Who Was Sally Hemings?
Sally Hemings (her given name was probably Sarah) was born in 1773; she was the daughter of Elizabeth (Betty) Hemings, and her father was allegedly John Wayles, Thomas Jefferson’s father-in-law. She came into Jefferson’s household as part of his inheritance from the Wayles estate in 1774, and as a child probably served as a nurse to Jefferson’s younger daughter, Mary (Maria). In 1787, Jefferson was serving as American minister to France when he sent for his daughter to join him, and 14-year-old Sally accompanied eight-year-old Mary to Paris, where she attended both Mary and Mary’s elder sister, Martha (Patsy). Sally returned with the family to their Virginia home, Monticello, in 1789, and seems to have performed the duties of a household servant and lady’s maid.
Did you know?
After being granted his freedom in Jefferson's will, Madison Hemings moved to southern Ohio in 1836, where he worked as carpenter and joiner and had a farm. His brother Eston also moved to Ohio in the 1830s and became well known as a professional musician before moving to Wisconsin around 1852. There, he changed his last name to Jefferson, and began identifying himself as a white man.
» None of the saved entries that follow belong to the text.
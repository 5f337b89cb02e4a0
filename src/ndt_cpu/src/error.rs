//! Error types for the NDT scan matcher.

use thiserror::Error;

/// Errors reported by [`crate::NdtScanMatcher`].
///
/// Optimizer outcomes such as hitting the iteration limit are not errors; they
/// are reported through [`crate::ConvergenceStatus`].
#[derive(Debug, Clone, PartialEq, Error)]
pub enum NdtError {
    /// Alignment or scoring was requested before a target cloud was set.
    #[error("no target set, call set_input_target() first")]
    NoTarget,

    /// Alignment was requested before a source cloud was set.
    #[error("no source set, call set_input_source() first")]
    NoSource,

    /// The target cloud has no points.
    #[error("target point cloud is empty")]
    EmptyTarget,

    /// The source cloud has no points.
    #[error("source point cloud is empty")]
    EmptySource,

    /// Voxel resolution must be strictly positive and finite.
    #[error("invalid voxel resolution {0}")]
    InvalidResolution(f32),
}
The only surviving descriptions of Sally Hemings emphasized her light skin, long straight hair and good looks. She had four children (according to Jefferson’s records)—Beverly, Harriet, Madison and Eston—several of them were so light-skinned that they later passed for white. Jefferson never officially freed Hemings, but his daughter Martha Randolph probably gave her a kind of unofficial freedom that would allow her to remain in Virginia (at the time, laws required formerly enslaved workers to leave the state within a year). According to her son Madison Hemings, Sally lived with him and his brother Eston in Charlottesville until her death in 1835.